Resumen

El presente trabajo pretende desarrollar un sistema que posibilite la crioconservación de semillas y protocormos de Oncidium stenotis en nitrógeno líquido (-196 oC), con el uso de la técnica de Encapsulación-Deshidratación. La primera fase del proyecto consistió en tomar dos fracciones de las semillas, una de ellas fue puesta a germinar en medio Knudson liquido adicionado: ácido α-naftalén acético y ácido giberélico y la segunda fracción en medio Knudson sólido (7 gL-1 de agar) enriquecidos con: benziladenina, ácido indolacético, ácido α-naftalén acético y ácido giberélico. Ambas fracciones se incubaron a 23 ± 2 oC y con un fotoperíodo de 12 horas luz. La adición de diferentes concentraciones de reguladores de crecimiento en ambas fracciones se la realizó con el fin de acelerar el proceso de germinación. La fase que se realizará posteriormente es encapsular las semillas y protocormos en alginato de sodio al 3%, las cápsulas posteriormente serán deshidratadas en concentraciones crecientes de sacarosa 0.15 M (24 h), 0.25 M (24 h) y 0.5 M (24 h) para luego ser colocadas en sílica gel por 5 horas.
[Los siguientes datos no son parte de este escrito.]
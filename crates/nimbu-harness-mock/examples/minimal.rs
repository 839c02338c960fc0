// crates/nimbu-harness-mock/examples/minimal.rs
// ============================================================================
// Module: Nimbu Harness Minimal Example
// Description: Minimal register/resolve/build/invoke flow.
// Purpose: Demonstrate the harness control flow without a live backend.
// Dependencies: nimbu-harness-core, nimbu-harness-mock
// ============================================================================

//! ## Overview
//! Registers a job handler through the DSL shim, resolves it by name, builds
//! a mock request/response pair, and invokes the handler.

use nimbu_harness_core::CloudDsl;
use nimbu_harness_core::HandlerResolver;
use nimbu_harness_mock::JobAttributes;
use nimbu_harness_mock::JobRequest;
use nimbu_harness_mock::MockBuilder;
use nimbu_harness_mock::TaskResponse;

/// Job handler under test.
fn send_welcome_email(_request: &JobRequest, response: &TaskResponse) {
    response.success("queued");
}

/// Handler signature used by this example.
type JobHandler = fn(&JobRequest, &TaskResponse);

fn main() -> Result<(), Box<dyn std::error::Error>> {
    let mut dsl: CloudDsl<JobHandler> = CloudDsl::new();
    dsl.job("sendWelcomeEmail", send_welcome_email);

    let resolver = HandlerResolver::new(dsl.store());
    let handler = resolver.job("sendWelcomeEmail")?;

    let (builder, rejections) = MockBuilder::recording();
    let (request, response) = builder.job(JobAttributes::default());
    handler(&request, &response);

    let _ = (response.success_calls(), rejections.was_rejected());
    Ok(())
}
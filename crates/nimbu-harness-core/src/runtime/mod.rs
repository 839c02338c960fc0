// crates/nimbu-harness-core/src/runtime/mod.rs
// ============================================================================
// Module: Resolver Runtime
// Description: Handler resolution over captured registrations.
// Purpose: Group the selection logic layered on the core capture store.
// Dependencies: crate::core
// ============================================================================

//! ## Overview
//! Runtime layer of the harness: resolvers search the capture store with
//! kind-specific validation and structural matching and return the handler
//! that would run for a given logical specification.

// ============================================================================
// SECTION: Modules
// ============================================================================

pub mod resolver;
La crioconservación se efectuará por inmersión directa en nitrógeno líquido durante una hora. El descongelamiento se realizará a baño maría (37 oC) por un minuto, luego las cápsulas que contengan semillas se sembrarán directamente y los protocormos se recultivarán sin las cápsulas en medio Knudson sólido, con la adición de diferentes concentraciones de Benziladenina e Ácido Indolbutírico, para buscar el medio adecuado de resuperación post- congelamiento.